HCl(aq)→ H+(aq) + Cl–(aq)
NaCl(aq)→ Na+(aq) + Cl–(aq)
7. Hydrogen may also form non-metal compounds such as alkali metals.
Resemblance Of Hydrogen With Halogens
1. Both Hydrogen and Halogen are non-metals. (iodine is excluded because of its partial metallic character)
2. Hydrogen has a higher electronegativity (2.1).
3. It has high Ionisation potential.
4. It accepts one electron easily and forms a hydride ion (H–) like a halide ion (X–).
5. Both Hydrogen and halogen forms compound with metals and non-metals.
Halogen: HCl (H is non-metal)
Hydrogen: H2S ( S is non-metal)
Thus, hydrogen resembles more halogen than alkali metals. Hence the position of hydrogen is not justified in the periodic table.
Differences In Alkali Metals and Halogens
- Lower electropositive than alkaline metals and less electronegative than halogen
- It contains only one proton (but no neutrons) in its nucleus and only one electron in the extranuclear component.
- Forms neutral oxide.
- The sizes of ions H and H are much smaller than those of alkali metal.
- The hydrogen ion (H+) is unstable in water unlike Na+ and K+ ions.
Properties Of Hydrogen
Physical Properties Of Hydrogen
- Colourless, odourless, neutral gas.
- Less soluble in water.
- Highly inflammable.
- Burns with a blue flame.
- Very low boiling points.
Chemical Properties Of Hydrogen
- Dihydrogen is relatively inert at room temperature because of the strong bond enthalpy of the H–H bond.
- Atomic hydrogen is produced under a high electric arc.
- Its orbit is incomplete with a single electron.
- Hydrogen combines with almost every element.
Hydrogen is a very simple element. Under normal circumstances, hydrogen is a gas of diatomic molecules with the formula H2. It is colourless, odourless, tasteless, toxic, and extremely hot. Hydrogen is the most abundant chemical in the universe, making up about 75 per cent of all normal substances.
Q. What is the place of hydrogen in the periodic table?
Ans: The layout of items in the periodic table is based on their electronic configuration. Hydrogen is the first element of a periodic table as the number of atoms is one, which means it has only one electron in its atom. This structure is similar to that of alkali metals (ns1) with a single electron in their outer shell. Hydrogen can get a good helium gas configuration, by absorbing one electron. This character is very similar to halogen (ns2 np5) which also lacks one electron to complete the octet of electrons in its outer shells.

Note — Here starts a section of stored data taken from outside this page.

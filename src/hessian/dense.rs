// Licensed under the Apache License, Version 2.0 <LICENSE-APACHE or
// http://apache.org/licenses/LICENSE-2.0> or the MIT license <LICENSE-MIT or
// http://opensource.org/licenses/MIT>, at your option. This file may not be
// copied, modified, or distributed except according to those terms.

//! Dense Hessian backend, used for smaller problems where forming and
//! factorizing a full `N x N` matrix is cheap. Backed by `nalgebra`.

use crate::error::Error;
use crate::hessian::{FormFromJacobian, HessianOps};
use nalgebra::{Cholesky, DMatrix, DVector, Dyn};

/// A dense, `nalgebra`-backed Hessian. Owns its working matrix and, once
/// `initialize_solver` succeeds, a Cholesky factorization of it.
///
/// Per §5's shared-resource policy, `h` is resized (not reallocated) as the
/// problem dimension changes, and reused across iterations to avoid
/// allocation churn in the common case where dimension is fixed for the
/// whole run.
pub struct DenseHessian {
    h: DMatrix<f64>,
    factorization: Option<Cholesky<f64, Dyn>>,
}

impl DenseHessian {
    /// Create a Hessian for an `n`-dimensional problem, zero-initialized.
    pub fn new(n: usize) -> Self {
        DenseHessian {
            h: DMatrix::zeros(n, n),
            factorization: None,
        }
    }

    /// Read-only access to the underlying matrix, e.g. for diagnostics.
    pub fn matrix(&self) -> &DMatrix<f64> {
        &self.h
    }

    /// Directly set the Hessian (and implicitly the gradient, via the
    /// caller) from a user-supplied general-minimization callback, bypassing
    /// Gauss-Newton formation. Used by
    /// [`crate::problem::DirectMinimizationAdapter`].
    pub fn set_from_user(&mut self, h: &DMatrix<f64>) {
        self.h.copy_from(h);
        self.factorization = None;
    }
}

impl HessianOps for DenseHessian {
    fn dim(&self) -> usize {
        self.h.nrows()
    }

    fn extract_diagonal(&self, d: &mut DVector<f64>) {
        for i in 0..self.dim() {
            d[i] = self.h[(i, i)];
        }
    }

    fn set_diagonal(&mut self, d: &DVector<f64>) {
        for i in 0..self.dim() {
            self.h[(i, i)] = d[i];
        }
    }

    fn divide_rows_cols(&mut self, s: &DVector<f64>) {
        let n = self.dim();
        for i in 0..n {
            for j in 0..n {
                self.h[(i, j)] /= s[i] * s[j];
            }
        }
    }

    fn inner_vector_hessian(&self, v: &DVector<f64>) -> f64 {
        (v.transpose() * &self.h * v)[(0, 0)]
    }

    fn initialize_solver(&mut self) -> bool {
        match Cholesky::new(self.h.clone()) {
            Some(chol) => {
                self.factorization = Some(chol);
                true
            }
            None => {
                self.factorization = None;
                false
            }
        }
    }

    fn solve(&self, g: &DVector<f64>, p: &mut DVector<f64>) -> bool {
        match &self.factorization {
            Some(chol) => {
                let sol = chol.solve(g);
                p.copy_from(&sol);
                p.iter().all(|v| v.is_finite())
            }
            None => false,
        }
    }
}

impl FormFromJacobian for DenseHessian {
    type Jacobian = DMatrix<f64>;

    fn compute_hessian(&mut self, jacobian: &DMatrix<f64>) -> Result<(), Error> {
        self.h = jacobian.transpose() * jacobian;
        self.factorization = None;
        Ok(())
    }

    fn compute_gradient(
        &self,
        jacobian: &DMatrix<f64>,
        residuals: &DVector<f64>,
        g: &mut DVector<f64>,
    ) -> Result<(), Error> {
        let grad = jacobian.transpose() * residuals;
        g.copy_from(&grad);
        Ok(())
    }
}

#[cfg(test)]
mod tests {
    use super::*;
    use approx::assert_relative_eq;

    #[test]
    fn gauss_newton_hessian_matches_jtj() {
        let j = DMatrix::from_row_slice(3, 2, &[1.0, 0.0, 0.0, 1.0, 1.0, 1.0]);
        let mut h = DenseHessian::new(2);
        h.compute_hessian(&j).unwrap();
        assert_relative_eq!(h.matrix()[(0, 0)], 2.0);
        assert_relative_eq!(h.matrix()[(1, 1)], 2.0);
        assert_relative_eq!(h.matrix()[(0, 1)], 1.0);
    }

    #[test]
    fn extract_then_set_diagonal_is_identity() {
        let j = DMatrix::from_row_slice(2, 2, &[2.0, 0.0, 0.0, 3.0]);
        let mut h = DenseHessian::new(2);
        h.compute_hessian(&j).unwrap();
        let original = h.matrix().clone();
        let mut d = DVector::zeros(2);
        h.extract_diagonal(&mut d);
        h.set_diagonal(&d);
        assert_relative_eq!(h.matrix(), &original);
    }

    #[test]
    fn solve_recovers_known_solution() {
        // H = [[4,1],[1,3]], true p = [1,2] => g = H p = [6,7]
        let h_mat = DMatrix::from_row_slice(2, 2, &[4.0, 1.0, 1.0, 3.0]);
        let mut h = DenseHessian::new(2);
        h.set_from_user(&h_mat);
        assert!(h.initialize_solver());
        let g = DVector::from_vec(vec![6.0, 7.0]);
        let mut p = DVector::zeros(2);
        assert!(h.solve(&g, &mut p));
        assert_relative_eq!(p[0], 1.0, epsilon = 1e-10);
        assert_relative_eq!(p[1], 2.0, epsilon = 1e-10);
    }

    #[test]
    fn non_pd_hessian_fails_to_initialize() {
        let h_mat = DMatrix::from_row_slice(2, 2, &[1.0, 2.0, 2.0, 1.0]);
        let mut h = DenseHessian::new(2);
        h.set_from_user(&h_mat);
        assert!(!h.initialize_solver());
    }
}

Hydrogen shows many similarities with halogen and alkali metals, yet it is very different from both. So much thought was given to the hydrogen structure in the periodic table. When hydrogen loses an electron, its nucleus size decreases and is about 1.5 × 10-3 pm, which is very small compared to the atomic size of normal metals and that is why the hydrogen ion is not free in nature. This unique behaviour of the hydrogen atom is the reason why hydrogen is placed separately in the periodic table.

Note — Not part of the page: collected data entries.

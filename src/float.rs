// Licensed under the Apache License, Version 2.0 <LICENSE-APACHE or
// http://apache.org/licenses/LICENSE-2.0> or the MIT license <LICENSE-MIT or
// http://opensource.org/licenses/MIT>, at your option. This file may not be
// copied, modified, or distributed except according to those terms.

//! A float trait alias, following the same pattern used across the
//! numerical-optimization ecosystem to avoid repeating a long bound list at
//! every generic function. This engine concretizes all of its public types
//! to `f64` (see `DESIGN.md`'s Open Questions section for the rationale),
//! but keeps the alias so the scalar bound is spelled out in one place.

use num_traits::{Float, FloatConst, FromPrimitive, ToPrimitive};
use std::fmt::{Debug, Display};

/// An alias combining the numeric traits the engine's math needs.
/// Automatically implemented for any type that satisfies the bounds.
pub trait TrustRegionFloat:
    'static + Float + FloatConst + FromPrimitive + ToPrimitive + Debug + Display
{
}

impl<T> TrustRegionFloat for T where
    T: 'static + Float + FloatConst + FromPrimitive + ToPrimitive + Debug + Display
{
}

What are the characteristics of hydrogen?
Hydrogen gas is colourless, odourless and tasteless. It is a flammable gas but not flammable support. It is lighter than air and does not dissolve in water. It has an atomic weight of 1.008 AMU and an ionization enthalpy of 1312 kJ mol-1
What are the chemical properties of hydrogen?

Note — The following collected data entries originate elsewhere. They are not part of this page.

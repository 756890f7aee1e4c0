// Licensed under the Apache License, Version 2.0 <LICENSE-APACHE or
// http://apache.org/licenses/LICENSE-2.0> or the MIT license <LICENSE-MIT or
// http://opensource.org/licenses/MIT>, at your option. This file may not be
// copied, modified, or distributed except according to those terms.

//! Tuning knobs for [`TrustRegionDriver`](crate::driver::TrustRegionDriver).

use crate::error::{Error, TrustRegionError};

/// The initial trust-region radius.
///
/// The source domain for this value is three sentinel-laden cases bolted
/// onto a single `f64` (`> 0`, `-1`, `-2`); this is the sum-type re-design
/// the spec recommends. The numeric encoding is kept only at the
/// [`ConfigTrustRegion::with_region_initial_raw`] boundary, for callers
/// migrating from a config format that still uses it.
#[derive(Clone, Copy, Debug, PartialEq)]
#[cfg_attr(feature = "serde1", derive(serde::Serialize, serde::Deserialize))]
pub enum RegionInitial {
    /// Use this radius literally. Must be strictly positive.
    Explicit(f64),
    /// Resolve on the first compute-and-consider by probing an
    /// (effectively) unconstrained step; see §4.4.
    Unconstrained,
    /// Resolve on the first compute-and-consider as `10 * tau_cauchy`;
    /// see §4.4.
    Cauchy,
}

impl RegionInitial {
    /// Parse the legacy numeric encoding: `x > 0` is `Explicit(x)`, `-1` is
    /// `Unconstrained`, `-2` is `Cauchy`. Anything else is a configuration
    /// error.
    pub fn from_raw(raw: f64) -> Result<Self, Error> {
        if raw > 0.0 {
            Ok(RegionInitial::Explicit(raw))
        } else if raw == -1.0 {
            Ok(RegionInitial::Unconstrained)
        } else if raw == -2.0 {
            Ok(RegionInitial::Cauchy)
        } else {
            Err(TrustRegionError::InvalidConfig {
                text: format!(
                    "regionInitial must be > 0, -1 (Unconstrained), or -2 (Cauchy); got {raw}"
                ),
            }
            .into())
        }
    }
}

/// Value object holding every tuning knob the driver consults.
///
/// Constructed via [`ConfigTrustRegion::new`] and the `with_*` setters,
/// each of which validates its argument and returns `Result<Self, Error>` —
/// the same "fail fast at configure time" shape the wider ecosystem uses
/// for builder-style configuration structs.
#[derive(Clone, Debug)]
#[cfg_attr(feature = "serde1", derive(serde::Serialize, serde::Deserialize))]
pub struct ConfigTrustRegion {
    region_initial: RegionInitial,
    region_maximum: f64,
    gtol: f64,
    ftol: f64,
    scaling_minimum: f64,
    scaling_maximum: f64,
}

impl Default for ConfigTrustRegion {
    fn default() -> Self {
        ConfigTrustRegion {
            region_initial: RegionInitial::Explicit(1.0),
            region_maximum: 1e10,
            gtol: 1e-8,
            ftol: 1e-12,
            // scalingMaximum <= scalingMinimum means scaling is off.
            scaling_minimum: 1.0,
            scaling_maximum: 1.0,
        }
    }
}

impl ConfigTrustRegion {
    /// Create a config with the documented defaults.
    pub fn new() -> Self {
        Self::default()
    }

    /// Set the initial region radius directly as a [`RegionInitial`].
    pub fn with_region_initial(mut self, region_initial: RegionInitial) -> Result<Self, Error> {
        if let RegionInitial::Explicit(x) = region_initial {
            if !(x > 0.0) {
                return Err(TrustRegionError::InvalidConfig {
                    text: format!("regionInitial must be > 0 when Explicit; got {x}"),
                }
                .into());
            }
        }
        self.region_initial = region_initial;
        Ok(self)
    }

    /// Set the initial region radius from the legacy numeric encoding.
    pub fn with_region_initial_raw(mut self, raw: f64) -> Result<Self, Error> {
        self.region_initial = RegionInitial::from_raw(raw)?;
        Ok(self)
    }

    /// Set the maximum region radius `Delta_max`. Must be strictly positive
    /// and, if `region_initial` is `Explicit(x)`, at least `x`.
    pub fn with_region_maximum(mut self, region_maximum: f64) -> Result<Self, Error> {
        if !(region_maximum > 0.0) {
            return Err(TrustRegionError::InvalidConfig {
                text: format!("regionMaximum must be > 0; got {region_maximum}"),
            }
            .into());
        }
        if let RegionInitial::Explicit(x) = self.region_initial {
            if region_maximum < x {
                return Err(TrustRegionError::InvalidConfig {
                    text: format!(
                        "regionMaximum ({region_maximum}) must be >= regionInitial ({x})"
                    ),
                }
                .into());
            }
        }
        self.region_maximum = region_maximum;
        Ok(self)
    }

    /// Set the gradient infinity-norm convergence tolerance. Must be `> 0`.
    pub fn with_gtol(mut self, gtol: f64) -> Result<Self, Error> {
        if !(gtol > 0.0) {
            return Err(TrustRegionError::InvalidConfig {
                text: format!("gtol must be > 0; got {gtol}"),
            }
            .into());
        }
        self.gtol = gtol;
        Ok(self)
    }

    /// Set the relative cost-change convergence tolerance. Must be `> 0`.
    pub fn with_ftol(mut self, ftol: f64) -> Result<Self, Error> {
        if !(ftol > 0.0) {
            return Err(TrustRegionError::InvalidConfig {
                text: format!("ftol must be > 0; got {ftol}"),
            }
            .into());
        }
        self.ftol = ftol;
        Ok(self)
    }

    /// Set the `[scaling_minimum, scaling_maximum]` clamp on `sqrt(|diag(H)|)`.
    /// Scaling is active iff `scaling_maximum > scaling_minimum`. Both must
    /// be strictly positive.
    pub fn with_scaling(mut self, scaling_minimum: f64, scaling_maximum: f64) -> Result<Self, Error> {
        if !(scaling_minimum > 0.0) || !(scaling_maximum > 0.0) {
            return Err(TrustRegionError::InvalidConfig {
                text: "scalingMinimum and scalingMaximum must both be > 0".into(),
            }
            .into());
        }
        self.scaling_minimum = scaling_minimum;
        self.scaling_maximum = scaling_maximum;
        Ok(self)
    }

    /// The configured initial region radius.
    pub fn region_initial(&self) -> RegionInitial {
        self.region_initial
    }

    /// `Delta_max`.
    pub fn region_maximum(&self) -> f64 {
        self.region_maximum
    }

    /// Gradient infinity-norm tolerance.
    pub fn gtol(&self) -> f64 {
        self.gtol
    }

    /// Relative cost-change tolerance.
    pub fn ftol(&self) -> f64 {
        self.ftol
    }

    /// Lower clamp on `s`.
    pub fn scaling_minimum(&self) -> f64 {
        self.scaling_minimum
    }

    /// Upper clamp on `s`.
    pub fn scaling_maximum(&self) -> f64 {
        self.scaling_maximum
    }

    /// Whether diagonal scaling is active: `scaling_maximum > scaling_minimum`.
    pub fn scaling_active(&self) -> bool {
        self.scaling_maximum > self.scaling_minimum
    }
}

#[cfg(test)]
mod tests {
    use super::*;

    #[test]
    fn default_has_scaling_off() {
        let cfg = ConfigTrustRegion::default();
        assert!(!cfg.scaling_active());
    }

    #[test]
    fn raw_sentinels_parse() {
        assert_eq!(RegionInitial::from_raw(-1.0).unwrap(), RegionInitial::Unconstrained);
        assert_eq!(RegionInitial::from_raw(-2.0).unwrap(), RegionInitial::Cauchy);
        assert_eq!(RegionInitial::from_raw(3.5).unwrap(), RegionInitial::Explicit(3.5));
        assert!(RegionInitial::from_raw(-3.0).is_err());
        assert!(RegionInitial::from_raw(0.0).is_err());
    }

    #[test]
    fn scaling_requires_positive_bounds() {
        let cfg = ConfigTrustRegion::new();
        assert!(cfg.clone().with_scaling(0.0, 10.0).is_err());
        assert!(cfg.with_scaling(1.0, 10.0).unwrap().scaling_active());
    }

    #[test]
    fn region_maximum_below_initial_rejected() {
        let cfg = ConfigTrustRegion::new()
            .with_region_initial(RegionInitial::Explicit(5.0))
            .unwrap();
        assert!(cfg.with_region_maximum(1.0).is_err());
    }
}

The chemical properties are largely determined by the enthalpy of bond separation. The Hydrogen molecule forms an H-H bond and this single bond has a high enthalpy bond between the two atoms of the element. Hydrogen is inert at room temperature due to the high bond enthalpy and therefore is prepared at very high temperatures in an electric arc or under ultraviolet radiation. Hydrogen has an electronic concentration of 1s1, so it can react by losing an electron and forming an H + ion, or acquiring an electron and forming an H-ion. Hydrogen shares electrons and other elements to form a harmonious bond.